◆ Extracted information ◆
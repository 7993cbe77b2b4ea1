//! Catalog Synchronization
//!
//! Orchestrates the two full-rebuild pipelines: shortcuts container ->
//! non-steam catalog, and remote owned-games list -> steam catalog. Each
//! run reads its sources fresh, builds a complete entry sequence, and ends
//! with one whole-document save; a cancelled or failed run persists
//! nothing, leaving the previous catalog untouched.

use crate::catalog::store::CatalogStore;
use crate::catalog::CatalogKind;
use crate::error::SyncError;
use crate::remote::{normalize, ArtworkSources, RawOwnedGame};
use crate::shortcuts::{decode, extract, ExtractOptions};
use parking_lot::{Mutex, MutexGuard};
use std::io::BufReader;
use std::path::Path;

/// Progress and cancellation channel exposed to the caller.
///
/// Sync pipelines report a percentage plus a human-readable status line and
/// poll for cancellation at least once per processed entry.
pub trait SyncObserver {
    fn progress(&self, percent: u8, status: &str);

    fn is_cancelled(&self) -> bool {
        false
    }
}

/// Observer that reports nowhere and never cancels.
pub struct NoopObserver;

impl SyncObserver for NoopObserver {
    fn progress(&self, _percent: u8, _status: &str) {}
}

/// Per-kind in-flight guard.
///
/// Concurrent syncs of the same catalog kind are not safe; callers funnel
/// every sync of a kind through one guard and get `AlreadyRunning` instead
/// of a second interleaved rebuild.
#[derive(Default)]
pub struct SyncGuard {
    steam: Mutex<()>,
    non_steam: Mutex<()>,
}

impl SyncGuard {
    pub fn new() -> Self {
        SyncGuard::default()
    }

    pub fn try_acquire(&self, kind: CatalogKind) -> Result<MutexGuard<'_, ()>, SyncError> {
        let lock = match kind {
            CatalogKind::Steam => &self.steam,
            CatalogKind::NonSteam => &self.non_steam,
        };
        lock.try_lock()
            .ok_or(SyncError::AlreadyRunning(kind.key()))
    }
}

/// Source paths for a shortcut catalog sync.
#[derive(Debug, Clone, Copy)]
pub struct ShortcutSyncRequest<'a> {
    /// The binary shortcuts container.
    pub shortcuts_path: &'a Path,
    /// Grid artwork directory, if configured.
    pub grid_dir: Option<&'a Path>,
    /// Directory of `{appName}.url` files, if configured.
    pub url_shortcut_dir: Option<&'a Path>,
}

/// Rebuild the non-steam catalog from the shortcuts container.
///
/// Returns the number of entries persisted.
pub fn sync_shortcut_catalog(
    request: &ShortcutSyncRequest<'_>,
    store: &CatalogStore,
    observer: &dyn SyncObserver,
) -> Result<usize, SyncError> {
    if !request.shortcuts_path.is_file() {
        return Err(SyncError::MissingFile(request.shortcuts_path.to_path_buf()));
    }

    observer.progress(0, "Reading shortcuts container");
    let file = std::fs::File::open(request.shortcuts_path)?;
    let root = decode(&mut BufReader::new(file))?;

    let options = ExtractOptions {
        grid_dir: available_dir(request.grid_dir, "steam grid"),
        url_shortcut_dir: available_dir(request.url_shortcut_dir, "url shortcuts"),
    };
    let entries = extract(&root, &options, observer)?;

    store.save(CatalogKind::NonSteam, &entries)?;
    store.record_scan_timestamp()?;
    Ok(entries.len())
}

/// Source directories for a remote catalog sync.
#[derive(Debug, Clone, Copy, Default)]
pub struct RemoteSyncRequest<'a> {
    pub library_cache: Option<&'a Path>,
    pub grid_dir: Option<&'a Path>,
    pub nfo_dir: Option<&'a Path>,
}

/// Rebuild the steam catalog from an already-fetched owned-games list.
///
/// Returns the number of entries persisted.
pub fn sync_remote_catalog(
    raw_games: &[RawOwnedGame],
    request: &RemoteSyncRequest<'_>,
    store: &CatalogStore,
    observer: &dyn SyncObserver,
) -> Result<usize, SyncError> {
    let sources = ArtworkSources {
        library_cache: available_dir(request.library_cache, "library cache"),
        grid: available_dir(request.grid_dir, "steam grid"),
    };
    let nfo_dir = available_dir(request.nfo_dir, "nfo files");

    let entries = normalize(raw_games, &sources, nfo_dir, observer)?;

    store.save(CatalogKind::Steam, &entries)?;
    store.record_scan_timestamp()?;
    Ok(entries.len())
}

/// A configured directory that is missing degrades to "not configured",
/// with the condition reported once.
fn available_dir<'a>(dir: Option<&'a Path>, label: &str) -> Option<&'a Path> {
    match dir {
        Some(path) if path.is_dir() => Some(path),
        Some(path) => {
            tracing::warn!(label, path = %path.display(), "configured directory is missing, continuing without it");
            None
        }
        None => None,
    }
}

#[cfg(test)]
mod tests {
    use super::*;
    use std::fs;
    use tempfile::TempDir;

    fn minimal_container() -> Vec<u8> {
        // { "shortcuts": { "0": { "appName": "MyGame", "appid": 7 } } }
        let mut inner = Vec::new();
        inner.push(0x01);
        inner.extend_from_slice(b"appName\x00MyGame\x00");
        inner.push(0x02);
        inner.extend_from_slice(b"appid\x00");
        inner.extend_from_slice(&7u32.to_le_bytes());
        inner.push(0x08);

        let mut shortcuts = Vec::new();
        shortcuts.push(0x00);
        shortcuts.extend_from_slice(b"0\x00");
        shortcuts.extend_from_slice(&inner);
        shortcuts.push(0x08);

        let mut root = Vec::new();
        root.push(0x00);
        root.extend_from_slice(b"shortcuts\x00");
        root.extend_from_slice(&shortcuts);
        root.push(0x08);
        root
    }

    #[test]
    fn test_missing_container_reports_missing_file() {
        let temp = TempDir::new().unwrap();
        let store = CatalogStore::new(temp.path().join("data"));
        let missing = temp.path().join("shortcuts.vdf");
        let request = ShortcutSyncRequest {
            shortcuts_path: &missing,
            grid_dir: None,
            url_shortcut_dir: None,
        };
        let err = sync_shortcut_catalog(&request, &store, &NoopObserver).unwrap_err();
        assert!(matches!(err, SyncError::MissingFile(_)));
        // Nothing persisted.
        assert!(store.load(CatalogKind::NonSteam).unwrap().is_none());
    }

    #[test]
    fn test_shortcut_sync_persists_complete_catalog() {
        let temp = TempDir::new().unwrap();
        let vdf = temp.path().join("shortcuts.vdf");
        fs::write(&vdf, minimal_container()).unwrap();
        let store = CatalogStore::new(temp.path().join("data"));

        let request = ShortcutSyncRequest {
            shortcuts_path: &vdf,
            grid_dir: None,
            url_shortcut_dir: None,
        };
        let count = sync_shortcut_catalog(&request, &store, &NoopObserver).unwrap();
        assert_eq!(count, 1);

        let entries = store.load(CatalogKind::NonSteam).unwrap().unwrap();
        assert_eq!(entries[0].app_name, "MyGame");
        assert_eq!(entries[0].app_id, "7");
        assert!(store.last_scan().unwrap().is_some());
    }

    #[test]
    fn test_truncated_container_persists_nothing() {
        let temp = TempDir::new().unwrap();
        let vdf = temp.path().join("shortcuts.vdf");
        let mut bytes = minimal_container();
        bytes.pop(); // drop the root end marker
        fs::write(&vdf, bytes).unwrap();
        let store = CatalogStore::new(temp.path().join("data"));

        let request = ShortcutSyncRequest {
            shortcuts_path: &vdf,
            grid_dir: None,
            url_shortcut_dir: None,
        };
        let err = sync_shortcut_catalog(&request, &store, &NoopObserver).unwrap_err();
        assert!(matches!(
            err,
            SyncError::Decode(crate::error::DecodeError::Truncated)
        ));
        assert!(store.load(CatalogKind::NonSteam).unwrap().is_none());
    }

    #[test]
    fn test_cancelled_sync_persists_nothing() {
        struct AlwaysCancelled;
        impl SyncObserver for AlwaysCancelled {
            fn progress(&self, _percent: u8, _status: &str) {}
            fn is_cancelled(&self) -> bool {
                true
            }
        }

        let temp = TempDir::new().unwrap();
        let vdf = temp.path().join("shortcuts.vdf");
        fs::write(&vdf, minimal_container()).unwrap();
        let store = CatalogStore::new(temp.path().join("data"));

        let request = ShortcutSyncRequest {
            shortcuts_path: &vdf,
            grid_dir: None,
            url_shortcut_dir: None,
        };
        let err = sync_shortcut_catalog(&request, &store, &AlwaysCancelled).unwrap_err();
        assert!(matches!(err, SyncError::Cancelled));
        assert!(store.load(CatalogKind::NonSteam).unwrap().is_none());
    }

    #[test]
    fn test_guard_rejects_second_sync_of_same_kind() {
        let guard = SyncGuard::new();
        let held = guard.try_acquire(CatalogKind::Steam).unwrap();
        let err = guard.try_acquire(CatalogKind::Steam).unwrap_err();
        assert!(matches!(err, SyncError::AlreadyRunning("steam")));
        // The other kind is independent.
        let _other = guard.try_acquire(CatalogKind::NonSteam).unwrap();
        drop(held);
        let _again = guard.try_acquire(CatalogKind::Steam).unwrap();
    }

    #[test]
    fn test_missing_configured_dir_degrades_to_none() {
        let temp = TempDir::new().unwrap();
        let missing = temp.path().join("gone");
        assert_eq!(available_dir(Some(&missing), "test"), None);
        assert_eq!(available_dir(Some(temp.path()), "test"), Some(temp.path()));
        assert_eq!(available_dir(None, "test"), None);
    }
}
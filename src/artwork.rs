//! Artwork Resolution
//!
//! Games are imaged from two filesystem conventions: the Steam library
//! cache (`{appid}_header.*`, `{appid}_library_600x900.*`, ...) and the
//! user-curated grid directory (`{appid}p.*`, `{appid}_logo.*`,
//! `{appid}_hero.*`, `{appid}.*`). Each artwork kind is probed against a
//! fixed extension list; the first existing file wins.

use std::path::{Path, PathBuf};

/// Probe order for artwork files.
pub const IMAGE_EXTENSIONS: [&str; 5] = ["jpg", "jpeg", "png", "bmp", "gif"];

/// Resolved artwork paths for one game. Every field is independently
/// optional; absence means no file matched the probe.
#[derive(Debug, Clone, Default, PartialEq)]
pub struct ArtworkPaths {
    pub capsule: Option<PathBuf>,
    pub icon: Option<PathBuf>,
    pub logo: Option<PathBuf>,
    pub hero: Option<PathBuf>,
    pub header: Option<PathBuf>,
}

/// First `dir/{stem}.{ext}` that exists, trying extensions in probe order.
///
/// An unreadable candidate behaves like an absent one; no per-file error is
/// raised.
pub fn first_existing_path(dir: &Path, stem: &str) -> Option<PathBuf> {
    IMAGE_EXTENSIONS
        .iter()
        .map(|ext| dir.join(format!("{stem}.{ext}")))
        .find(|candidate| candidate.is_file())
}

/// Probe the user-curated grid directory for one app.
///
/// Kinds and their filename stems: capsule `{appid}p`, logo `{appid}_logo`,
/// hero `{appid}_hero`, header `{appid}`. The grid convention has no icon
/// file; callers derive icon from header where they need one.
pub fn grid_artwork(dir: &Path, app_id: &str) -> ArtworkPaths {
    ArtworkPaths {
        capsule: first_existing_path(dir, &format!("{app_id}p")),
        icon: None,
        logo: first_existing_path(dir, &format!("{app_id}_logo")),
        hero: first_existing_path(dir, &format!("{app_id}_hero")),
        header: first_existing_path(dir, app_id),
    }
}

/// Probe the Steam library cache directory for one app.
pub fn library_cache_artwork(dir: &Path, app_id: &str) -> ArtworkPaths {
    ArtworkPaths {
        capsule: first_existing_path(dir, &format!("{app_id}_library_600x900")),
        icon: first_existing_path(dir, &format!("{app_id}_icon")),
        logo: first_existing_path(dir, &format!("{app_id}_logo")),
        hero: first_existing_path(dir, &format!("{app_id}_library_hero")),
        header: first_existing_path(dir, &format!("{app_id}_header")),
    }
}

◆ Aim of the exercise ◆
Taking the records above, retype every line from the one with "use crate::catalog::store::CatalogStore;" down to the one with "pub trait SyncObserver", exactly and with nothing else.

◆ Exercise solution ◆
use crate::catalog::store::CatalogStore;
use crate::catalog::CatalogKind;
use crate::error::SyncError;
use crate::remote::{normalize, ArtworkSources, RawOwnedGame};
use crate::shortcuts::{decode, extract, ExtractOptions};
use parking_lot::{Mutex, MutexGuard};
use std::io::BufReader;
use std::path::Path;

/// Progress and cancellation channel exposed to the caller.
///
/// Sync pipelines report a percentage plus a human-readable status line and
/// poll for cancellation at least once per processed entry.
pub trait SyncObserver {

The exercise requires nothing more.